6.4 Prompt Publishing
Admin: publishPromptVersion(promptId, newVersion)
│
▼
1. Validate template syntax + schemas.
2. Run eval set (ai-gateway owns eval harness).
3. If pass: mark 'active'; deprecate prior active.
4. Emit ai.prompt.version_published.v1.
5. Optional: canary rollout (M4+).
6.5 Budget Exhaustion
Incoming request → budget check → exceeded
│
▼
Refuse with ai.refused.budget.
Emit ai.budget.exhausted.v1.
Notify tenant admin.
On reset (daily/monthly boundary), clear + resume.
7. Structured completions — authoring.coauthor.* (EPIC-AIT-001)
Authoring calls POST /api/v1/ai/structured with input.kind set to one of the co-author kinds below. Local / test environments use StubStructuredLlmAdapter, which returns deterministic JSON matching the caller’s outputSchema (no live LLM).
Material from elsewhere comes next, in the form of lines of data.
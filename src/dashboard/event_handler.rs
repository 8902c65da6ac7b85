use std::io;
use std::time::Duration;

use crossterm::event::{self, Event, KeyCode, KeyEvent, KeyModifiers};

use super::app::DashboardApp;
use crate::models::DeploymentScope;

const POLL_TIMEOUT: Duration = Duration::from_millis(250);

/// Requests the event loop acts on outside the form state
#[derive(Debug, Clone, Copy, PartialEq, Eq)]
pub enum Action {
    StartRun,
}

pub fn handle_events(app: &mut DashboardApp) -> io::Result<Option<Action>> {
    if event::poll(POLL_TIMEOUT)? {
        if let Event::Key(key_event) = event::read()? {
            return Ok(handle_key_event(app, key_event));
        }
    }
    Ok(None)
}

fn handle_key_event(app: &mut DashboardApp, key: KeyEvent) -> Option<Action> {
    if key.kind != event::KeyEventKind::Press {
        return None;
    }

    match key.code {
        KeyCode::Char('q') | KeyCode::Esc => {
            app.should_quit = true;
        }
        KeyCode::Char('c') if key.modifiers.contains(KeyModifiers::CONTROL) => {
            app.should_quit = true;
        }
        KeyCode::Enter | KeyCode::Char('s') => {
            if app.running {
                tracing::warn!("A run is already in progress; ignoring start");
            } else {
                return Some(Action::StartRun);
            }
        }
        KeyCode::Up => {
            app.log_scroll = app.log_scroll.saturating_sub(1);
        }
        KeyCode::Down => {
            app.log_scroll = app.log_scroll.saturating_add(1);
        }
        KeyCode::PageUp => {
            app.log_scroll = app.log_scroll.saturating_sub(10);
        }
        KeyCode::PageDown => {
            app.log_scroll = app.log_scroll.saturating_add(10);
        }
        KeyCode::Home => {
            app.log_scroll = 0;
        }
        // Form controls are frozen while a run is in progress
        _ if app.running => {}
        KeyCode::Right | KeyCode::Char('b') => app.next_backend(),
        KeyCode::Left => app.previous_backend(),
        KeyCode::Char('g') => app.toggle_scope(DeploymentScope::Global),
        KeyCode::Char('r') => app.toggle_scope(DeploymentScope::Regional),
        KeyCode::Char('c') => app.cycle_query_count(),
        _ => {}
    }
    None
}

#[cfg(test)]
mod tests {
    use super::*;
    use crate::harness::RunPlan;
    use crate::models::BackendId;
    use std::collections::VecDeque;
    use std::sync::{Arc, Mutex};

    fn create_test_app() -> DashboardApp {
        let log_buffer = Arc::new(Mutex::new(VecDeque::new()));
        DashboardApp::new(
            vec![BackendId::new("sqlite"), BackendId::new("turso")],
            &RunPlan::default(),
            log_buffer,
        )
    }

    fn press(app: &mut DashboardApp, code: KeyCode) -> Option<Action> {
        handle_key_event(app, KeyEvent::new(code, KeyModifiers::NONE))
    }

    #[test]
    fn test_quit_key() {
        let mut app = create_test_app();
        assert!(!app.should_quit);

        press(&mut app, KeyCode::Char('q'));

        assert!(app.should_quit);
    }

    #[test]
    fn test_escape_key() {
        let mut app = create_test_app();
        press(&mut app, KeyCode::Esc);
        assert!(app.should_quit);
    }

    #[test]
    fn test_ctrl_c() {
        let mut app = create_test_app();
        assert!(!app.should_quit);

        let key = KeyEvent::new(KeyCode::Char('c'), KeyModifiers::CONTROL);
        handle_key_event(&mut app, key);

        assert!(app.should_quit);
        assert_eq!(app.query_count, 1);
    }

    #[test]
    fn test_enter_starts_run() {
        let mut app = create_test_app();
        assert_eq!(press(&mut app, KeyCode::Enter), Some(Action::StartRun));
        assert_eq!(press(&mut app, KeyCode::Char('s')), Some(Action::StartRun));
    }

    #[test]
    fn test_enter_ignored_while_running() {
        let mut app = create_test_app();
        app.running = true;

        assert_eq!(press(&mut app, KeyCode::Enter), None);
        assert_eq!(press(&mut app, KeyCode::Char('s')), None);
        assert!(app.running);
    }

    #[test]
    fn test_scope_toggles() {
        let mut app = create_test_app();

        press(&mut app, KeyCode::Char('g'));
        assert!(!app.global_enabled);

        press(&mut app, KeyCode::Char('r'));
        assert!(!app.regional_enabled);

        press(&mut app, KeyCode::Char('g'));
        assert!(app.global_enabled);
    }

    #[test]
    fn test_backend_and_count_keys() {
        let mut app = create_test_app();

        press(&mut app, KeyCode::Right);
        assert_eq!(app.selected_backend().unwrap().as_str(), "turso");
        press(&mut app, KeyCode::Left);
        assert_eq!(app.selected_backend().unwrap().as_str(), "sqlite");

        press(&mut app, KeyCode::Char('c'));
        assert_eq!(app.query_count, 2);
    }

    #[test]
    fn test_form_frozen_while_running() {
        let mut app = create_test_app();
        app.running = true;

        press(&mut app, KeyCode::Char('g'));
        press(&mut app, KeyCode::Char('c'));
        press(&mut app, KeyCode::Right);

        assert!(app.global_enabled);
        assert_eq!(app.query_count, 1);
        assert_eq!(app.selected_backend().unwrap().as_str(), "sqlite");

        // Logs stay scrollable
        press(&mut app, KeyCode::Down);
        assert_eq!(app.log_scroll, 1);
    }

    #[test]
    fn test_scroll_up() {
        let mut app = create_test_app();
        app.log_scroll = 5;

        press(&mut app, KeyCode::Up);

        assert_eq!(app.log_scroll, 4);
    }

    #[test]
    fn test_scroll_up_at_zero() {
        let mut app = create_test_app();
        app.log_scroll = 0;

        press(&mut app, KeyCode::Up);

        assert_eq!(app.log_scroll, 0);
    }

    #[test]
    fn test_page_up_and_down() {
        let mut app = create_test_app();
        app.log_scroll = 15;

        press(&mut app, KeyCode::PageUp);
        assert_eq!(app.log_scroll, 5);

        press(&mut app, KeyCode::PageDown);
        assert_eq!(app.log_scroll, 15);

        press(&mut app, KeyCode::PageUp);
        press(&mut app, KeyCode::PageUp);
        assert_eq!(app.log_scroll, 0);
    }

    #[test]
    fn test_home_key() {
        let mut app = create_test_app();
        app.log_scroll = 100;

        press(&mut app, KeyCode::Home);

        assert_eq!(app.log_scroll, 0);
    }
}
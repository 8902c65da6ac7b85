//! Probe endpoint contract: repeat-count coercion, region parsing, cold
//! start tracking and the sequential read loop.

pub mod cold_start;
pub mod endpoint;
pub mod region;
pub mod repeat;

pub use cold_start::{ColdStartTracker, ProcessStart};
pub use endpoint::{ProbeEndpoint, ProbeOutcome, ProbeRegistry};
pub use region::{parse_region, DEFAULT_REGION_HEADER};
pub use repeat::{to_number, CountFallback, RepeatPolicy};
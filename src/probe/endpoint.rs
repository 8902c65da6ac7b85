//! A single probe endpoint bound to one driver and one deployment scope.

use serde_json::Value;
use std::collections::HashMap;
use std::sync::Arc;
use std::time::Instant;

use super::cold_start::{ColdStartTracker, ProcessStart};
use crate::drivers::{DatabaseDriver, DriverRegistry};
use crate::error::DriverError;
use crate::models::{DeploymentScope, ProbeKey};

/// What one probe invocation measured
#[derive(Debug, Clone, PartialEq)]
pub struct ProbeOutcome {
    /// Result of the final read, or null when no read ran
    pub data: Value,
    /// Milliseconds spent connecting and running the reads
    pub query_duration_ms: u64,
    pub is_cold: bool,
    pub reads: u32,
}

/// Runs sequential reads against its driver and reports timing
pub struct ProbeEndpoint {
    key: ProbeKey,
    driver: Arc<dyn DatabaseDriver>,
    cold_start: ColdStartTracker,
}

impl ProbeEndpoint {
    pub fn new(key: ProbeKey, driver: Arc<dyn DatabaseDriver>, process_start: ProcessStart) -> Self {
        Self {
            key,
            driver,
            cold_start: ColdStartTracker::new(process_start),
        }
    }

    pub fn key(&self) -> &ProbeKey {
        &self.key
    }

    /// Perform `repeat` reads, each awaited before the next begins.
    ///
    /// The connection is opened fresh for this call. Only the last read's
    /// result is kept. A driver failure aborts the loop; the cold-start
    /// flag is consumed either way.
    pub async fn invoke(&self, repeat: u32) -> Result<ProbeOutcome, DriverError> {
        let is_cold = self.cold_start.observe();
        let started = Instant::now();

        let mut data = Value::Null;
        if repeat > 0 {
            let mut conn = self.driver.connect().await?;
            for i in 0..repeat {
                data = conn.read_batch().await?;
                tracing::trace!(probe = %self.key, read = i + 1, "Read complete");
            }
        }

        let query_duration_ms = started.elapsed().as_millis() as u64;
        tracing::debug!(
            probe = %self.key,
            reads = repeat,
            duration_ms = query_duration_ms,
            cold = is_cold,
            "Probe invocation finished"
        );

        Ok(ProbeOutcome {
            data,
            query_duration_ms,
            is_cold,
            reads: repeat,
        })
    }
}

/// All probe endpoints, one per registered backend and scope
pub struct ProbeRegistry {
    endpoints: HashMap<ProbeKey, ProbeEndpoint>,
    drivers: DriverRegistry,
}

impl ProbeRegistry {
    /// Create an endpoint for every driver under every deployment scope
    pub fn from_drivers(drivers: DriverRegistry, process_start: ProcessStart) -> Self {
        let mut endpoints = HashMap::new();
        for (backend, driver) in drivers.iter() {
            for scope in DeploymentScope::ALL {
                let key = ProbeKey::new(backend.clone(), scope);
                endpoints.insert(
                    key.clone(),
                    ProbeEndpoint::new(key, Arc::clone(driver), process_start),
                );
            }
        }

        Self { endpoints, drivers }
    }

    pub fn get(&self, key: &ProbeKey) -> Option<&ProbeEndpoint> {
        self.endpoints.get(key)
    }

    pub fn drivers(&self) -> &DriverRegistry {
        &self.drivers
    }

    pub fn len(&self) -> usize {
        self.endpoints.len()
    }

    pub fn is_empty(&self) -> bool {
        self.endpoints.is_empty()
    }
}
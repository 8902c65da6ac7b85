//! Process-lifetime cold start detection.

use chrono::{DateTime, Utc};
use std::sync::atomic::{AtomicBool, Ordering};
use std::time::{Duration, Instant};

/// Moment the probe service was initialized. Captured once and injected
/// into every endpoint; never reassigned.
#[derive(Debug, Clone, Copy)]
pub struct ProcessStart {
    started_at: DateTime<Utc>,
    instant: Instant,
}

impl ProcessStart {
    pub fn now() -> Self {
        Self {
            started_at: Utc::now(),
            instant: Instant::now(),
        }
    }

    pub fn started_at(&self) -> DateTime<Utc> {
        self.started_at
    }

    pub fn uptime(&self) -> Duration {
        self.instant.elapsed()
    }
}

/// Tracks whether one endpoint instance has served a request yet.
///
/// Cold is decided by a flag swapped on the first request, not by comparing
/// the process start timestamp with the request timestamp: under the clock
/// comparison, two requests inside the start tick would both report cold and
/// a slow first request would report warm. `ProcessStart` is kept only for
/// uptime reporting.
#[derive(Debug)]
pub struct ColdStartTracker {
    process_start: ProcessStart,
    served: AtomicBool,
}

impl ColdStartTracker {
    pub fn new(process_start: ProcessStart) -> Self {
        Self {
            process_start,
            served: AtomicBool::new(false),
        }
    }

    /// Record an invocation; true only for the first one
    pub fn observe(&self) -> bool {
        let cold = !self.served.swap(true, Ordering::AcqRel);
        if cold {
            tracing::debug!(
                uptime_ms = self.process_start.uptime().as_millis() as u64,
                "Cold invocation"
            );
        }
        cold
    }

    pub fn has_served(&self) -> bool {
        self.served.load(Ordering::Acquire)
    }

    pub fn process_start(&self) -> ProcessStart {
        self.process_start
    }
}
Production uses the provider pipeline + schema validation.
input.kind | Purpose |
|---|---|
authoring.coauthor.lesson_blocks | Intent → markdown blocks |
authoring.coauthor.pdf_sections | PDF ingest stub → section markdown |
authoring.coauthor.translate | Locale variants |
authoring.coauthor.rewrite | Tone / audience rewrite |
authoring.coauthor.metadata | Title, description, objectives |
authoring.coauthor.narrate | Transcript + placeholder asset id |
authoring.coauthor.image | Alt text + placeholder asset id |
authoring.coauthor.quiz_bank | Quiz proposal (assessment persistence separate) |
authoring.coauthor.scenario | Branching scenario graph proposal |
Note: Adding a new kind requires updating the stub adapter (or real router), authoring DraftAiCoauthorService, and (when applicable) EVENT_SCHEMAS / API contracts in the documentation repo.